Although both children, thank God, are strong and healthy, my daughter recognizes their vulnerability. Her son is not sick, but he cannot, of course, eat without her, dress without her or take care of himself if he should fall ill. At the most important level, neither child can thrive without the Love she and her husband provide.
She is a study in caring for the vulnerable as she attends to her children with the grace and intensity of a world class caregiver. Her mothering is a model for the Love we all want across our lives – especially and exquisitely when we are sick.
Our primary model of Love flows first from our mothers. When we speak of the "Mother Test" in Radical Loving Care, we address not only the treatment level we want for our mothers when they are hospitalized, but the care we want for ourselves when we are ill or injured. We want to be cared for with a mother's love that includes the high skills born of rigorous medical training.
But, the sick are hard to love. They bleed, they smell of disease and they may be troubled with mental illness or any number of other problems which may render them, in our eyes, as "less then" us – as weak in the presence of our strength.

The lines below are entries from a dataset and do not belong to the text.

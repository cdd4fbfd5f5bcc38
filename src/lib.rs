//! # copycheck
//!
//! Plagiarism checking for assignment submissions.
//!
//! A submission is stored, registered as a work, and compared against every
//! earlier work of the same assignment with a k-shingle Jaccard detector.
//! The best match becomes a report that can be read back from the CLI or
//! the HTTP API.
//!
//! ## Architecture
//!
//! ```text
//! ┌──────────┐   ┌──────────────┐   ┌────────────────────┐
//! │ CLI/HTTP │──▶│  Submission  │──▶│ SQLite records +   │
//! │          │   │  pipeline    │   │ local blob dir     │
//! └──────────┘   └──────┬───────┘   └────────────────────┘
//!                       │
//!                       ▼
//!              ┌─────────────────┐
//!              │ copycheck-core  │
//!              │ shingle/Jaccard │
//!              └─────────────────┘
//! ```
//!
//! ## Quick Start
//!
//! ```bash
//! copycheck init
//! copycheck submit essay.txt --assignment <uuid> --student <uuid>
//! copycheck report <work_id>
//! copycheck serve
//! ```
//!
//! ## Modules
//!
//! | Module | Purpose |
//! |--------|---------|
//! | [`config`] | TOML configuration parsing |
//! | [`db`] | Database connection |
//! | [`migrate`] | Schema migrations |
//! | [`sqlite_store`] | SQLite record stores |
//! | [`blob`] | Local blob storage |
//! | [`extract`] | Plain-text extraction |
//! | [`submission`] | Submission pipeline |
//! | [`reports`] | Report retrieval |
//! | [`wordcloud`] | Word-cloud links |
//! | [`services`] | Startup wiring |
//! | [`server`] | HTTP API |

pub mod blob;
pub mod config;
pub mod db;
pub mod extract;
pub mod migrate;
pub mod reports;
pub mod server;
pub mod services;
pub mod sqlite_store;
pub mod submission;
pub mod wordcloud;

Weakness, of course, is what brings the ill to us. But, their helplessness does not mean they will be loved.
Afraid of their own vulnerability, caregivers can default to a professional distance so great that caring proximity may be replaced with cold distance. As a result, a broken leg may be "fixed" and a cancer patient may receive the required drugs. But, neither will benefit from the healing power of loving care.
How do we love the vulnerable? The answer may be found as we recall our own children or ourselves in our awful times of fear, sickness, agony. Times when all of us depended on the nurturing that only Love can provide.
-Erie Chapman
*Note: Since my daughter and son-in-law do not want photos of their children on the internet, the photo, above, is one I took of a friend with her baby.